:: Task to carry out ::
Each record is to be written out exactly as it appears.
----------------
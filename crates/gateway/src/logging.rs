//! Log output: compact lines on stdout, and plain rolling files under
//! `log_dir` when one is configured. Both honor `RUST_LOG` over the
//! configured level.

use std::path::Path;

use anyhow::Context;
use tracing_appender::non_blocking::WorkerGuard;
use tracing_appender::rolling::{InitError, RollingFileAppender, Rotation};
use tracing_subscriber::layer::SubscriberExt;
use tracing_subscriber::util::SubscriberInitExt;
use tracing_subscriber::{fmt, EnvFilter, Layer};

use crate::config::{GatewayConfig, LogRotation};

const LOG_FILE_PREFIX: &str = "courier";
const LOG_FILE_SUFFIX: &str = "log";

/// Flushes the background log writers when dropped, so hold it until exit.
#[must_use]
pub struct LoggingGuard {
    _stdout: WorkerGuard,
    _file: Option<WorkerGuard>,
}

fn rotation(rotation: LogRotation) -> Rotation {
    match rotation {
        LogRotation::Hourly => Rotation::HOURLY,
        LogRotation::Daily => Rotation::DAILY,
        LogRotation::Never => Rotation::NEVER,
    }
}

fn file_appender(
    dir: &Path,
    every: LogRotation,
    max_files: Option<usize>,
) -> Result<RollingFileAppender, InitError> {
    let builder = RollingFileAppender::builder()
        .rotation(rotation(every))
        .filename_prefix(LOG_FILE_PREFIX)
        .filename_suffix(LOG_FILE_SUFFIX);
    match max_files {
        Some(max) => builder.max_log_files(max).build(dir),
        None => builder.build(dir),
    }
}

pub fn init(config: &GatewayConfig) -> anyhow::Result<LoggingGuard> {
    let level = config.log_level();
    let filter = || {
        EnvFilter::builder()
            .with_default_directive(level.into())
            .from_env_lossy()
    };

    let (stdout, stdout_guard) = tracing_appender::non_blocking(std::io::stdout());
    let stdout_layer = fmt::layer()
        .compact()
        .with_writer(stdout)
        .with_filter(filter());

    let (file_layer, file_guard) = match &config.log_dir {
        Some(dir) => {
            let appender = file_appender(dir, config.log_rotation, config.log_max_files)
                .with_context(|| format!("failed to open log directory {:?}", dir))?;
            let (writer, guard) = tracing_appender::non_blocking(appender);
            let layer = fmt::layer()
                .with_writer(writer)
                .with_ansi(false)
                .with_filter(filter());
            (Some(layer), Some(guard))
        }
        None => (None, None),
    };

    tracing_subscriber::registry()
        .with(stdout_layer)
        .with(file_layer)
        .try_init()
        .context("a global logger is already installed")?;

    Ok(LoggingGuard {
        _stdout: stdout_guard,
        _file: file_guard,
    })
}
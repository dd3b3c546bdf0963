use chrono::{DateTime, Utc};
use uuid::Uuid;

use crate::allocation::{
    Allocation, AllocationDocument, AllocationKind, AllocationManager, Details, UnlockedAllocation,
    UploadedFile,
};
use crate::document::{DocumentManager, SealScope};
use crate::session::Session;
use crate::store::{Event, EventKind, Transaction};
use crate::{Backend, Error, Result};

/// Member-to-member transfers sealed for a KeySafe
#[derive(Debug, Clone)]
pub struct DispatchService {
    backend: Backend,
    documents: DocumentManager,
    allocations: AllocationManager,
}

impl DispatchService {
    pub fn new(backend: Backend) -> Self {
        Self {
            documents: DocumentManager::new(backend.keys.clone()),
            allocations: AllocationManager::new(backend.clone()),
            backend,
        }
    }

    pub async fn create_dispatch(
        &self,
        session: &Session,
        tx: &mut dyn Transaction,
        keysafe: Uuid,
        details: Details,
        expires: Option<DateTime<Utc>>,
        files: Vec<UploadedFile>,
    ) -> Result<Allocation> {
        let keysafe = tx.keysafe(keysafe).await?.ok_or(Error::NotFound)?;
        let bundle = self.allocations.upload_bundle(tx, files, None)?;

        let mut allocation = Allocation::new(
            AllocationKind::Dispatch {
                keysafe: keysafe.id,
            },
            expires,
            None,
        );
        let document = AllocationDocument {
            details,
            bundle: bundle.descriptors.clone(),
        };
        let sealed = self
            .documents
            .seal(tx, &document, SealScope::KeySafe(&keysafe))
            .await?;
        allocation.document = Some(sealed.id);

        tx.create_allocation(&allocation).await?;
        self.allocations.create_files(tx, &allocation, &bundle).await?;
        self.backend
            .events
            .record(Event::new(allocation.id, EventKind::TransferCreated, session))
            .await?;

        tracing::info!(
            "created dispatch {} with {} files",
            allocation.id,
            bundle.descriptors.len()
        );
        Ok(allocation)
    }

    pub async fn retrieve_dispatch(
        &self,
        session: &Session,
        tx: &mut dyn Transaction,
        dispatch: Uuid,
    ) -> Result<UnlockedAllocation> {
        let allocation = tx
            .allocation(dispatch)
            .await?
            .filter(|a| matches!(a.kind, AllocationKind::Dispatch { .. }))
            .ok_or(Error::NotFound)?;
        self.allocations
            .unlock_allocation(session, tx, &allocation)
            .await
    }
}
----------------
:: Answer area ::
filename crates/gateway/src/logging.rs
//! Log output: compact lines on stdout, and plain rolling files under
//! `log_dir` when one is configured. Both honor `RUST_LOG` over the
//! configured level.

use std::path::Path;

use anyhow::Context;
use tracing_appender::non_blocking::WorkerGuard;
use tracing_appender::rolling::{InitError, RollingFileAppender, Rotation};
use tracing_subscriber::layer::SubscriberExt;
use tracing_subscriber::util::SubscriberInitExt;
use tracing_subscriber::{fmt, EnvFilter, Layer};

use crate::config::{GatewayConfig, LogRotation};

const LOG_FILE_PREFIX: &str = "courier";
const LOG_FILE_SUFFIX: &str = "log";

/// Flushes the background log writers when dropped, so hold it until exit.
#[must_use]
pub struct LoggingGuard {
    _stdout: WorkerGuard,
    _file: Option<WorkerGuard>,
}

fn rotation(rotation: LogRotation) -> Rotation {
    match rotation {
        LogRotation::Hourly => Rotation::HOURLY,
        LogRotation::Daily => Rotation::DAILY,
        LogRotation::Never => Rotation::NEVER,
    }
}

fn file_appender(
    dir: &Path,
    every: LogRotation,
    max_files: Option<usize>,
) -> Result<RollingFileAppender, InitError> {
    let builder = RollingFileAppender::builder()
        .rotation(rotation(every))
        .filename_prefix(LOG_FILE_PREFIX)
        .filename_suffix(LOG_FILE_SUFFIX);
    match max_files {
        Some(max) => builder.max_log_files(max).build(dir),
        None => builder.build(dir),
    }
}

pub fn init(config: &GatewayConfig) -> anyhow::Result<LoggingGuard> {
    let level = config.log_level();
    let filter = || {
        EnvFilter::builder()
            .with_default_directive(level.into())
            .from_env_lossy()
    };

    let (stdout, stdout_guard) = tracing_appender::non_blocking(std::io::stdout());
    let stdout_layer = fmt::layer()
        .compact()
        .with_writer(stdout)
        .with_filter(filter());

    let (file_layer, file_guard) = match &config.log_dir {
        Some(dir) => {
            let appender = file_appender(dir, config.log_rotation, config.log_max_files)
                .with_context(|| format!("failed to open log directory {:?}", dir))?;
            let (writer, guard) = tracing_appender::non_blocking(appender);
            let layer = fmt::layer()
                .with_writer(writer)
                .with_ansi(false)
                .with_filter(filter());
            (Some(layer), Some(guard))
        }
        None => (None, None),
    };

    tracing_subscriber::registry()
        .with(stdout_layer)
        .with(file_layer)
        .try_init()
        .context("a global logger is already installed")?;

    Ok(LoggingGuard {
        _stdout: stdout_guard,
        _file: file_guard,
    })
}
repository dd3b3c546bdf0963
use chrono::{DateTime, Utc};
use uuid::Uuid;

use crate::allocation::{
    Allocation, AllocationDocument, AllocationKind, AllocationManager, Details, UnlockedAllocation,
    UploadedFile,
};
use crate::document::{DocumentManager, SealScope};
use crate::session::Session;
use crate::store::{Event, EventKind, Transaction};
use crate::{Backend, Error, Result};

/// Member-to-member transfers sealed for a KeySafe
#[derive(Debug, Clone)]
pub struct DispatchService {
    backend: Backend,
    documents: DocumentManager,
    allocations: AllocationManager,
}

impl DispatchService {
    pub fn new(backend: Backend) -> Self {
        Self {
            documents: DocumentManager::new(backend.keys.clone()),
            allocations: AllocationManager::new(backend.clone()),
            backend,
        }
    }

    pub async fn create_dispatch(
        &self,
        session: &Session,
        tx: &mut dyn Transaction,
        keysafe: Uuid,
        details: Details,
        expires: Option<DateTime<Utc>>,
        files: Vec<UploadedFile>,
    ) -> Result<Allocation> {
        let keysafe = tx.keysafe(keysafe).await?.ok_or(Error::NotFound)?;
        let bundle = self.allocations.upload_bundle(tx, files, None)?;

        let mut allocation = Allocation::new(
            AllocationKind::Dispatch {
                keysafe: keysafe.id,
            },
            expires,
            None,
        );
        let document = AllocationDocument {
            details,
            bundle: bundle.descriptors.clone(),
        };
        let sealed = self
            .documents
            .seal(tx, &document, SealScope::KeySafe(&keysafe))
            .await?;
        allocation.document = Some(sealed.id);

        tx.create_allocation(&allocation).await?;
        self.allocations.create_files(tx, &allocation, &bundle).await?;
        self.backend
            .events
            .record(Event::new(allocation.id, EventKind::TransferCreated, session))
            .await?;

        tracing::info!(
            "created dispatch {} with {} files",
            allocation.id,
            bundle.descriptors.len()
        );
        Ok(allocation)
    }

    pub async fn retrieve_dispatch(
        &self,
        session: &Session,
        tx: &mut dyn Transaction,
        dispatch: Uuid,
    ) -> Result<UnlockedAllocation> {
        let allocation = tx
            .allocation(dispatch)
            .await?
            .filter(|a| matches!(a.kind, AllocationKind::Dispatch { .. }))
            .ok_or(Error::NotFound)?;
        self.allocations
            .unlock_allocation(session, tx, &allocation)
            .await
    }
}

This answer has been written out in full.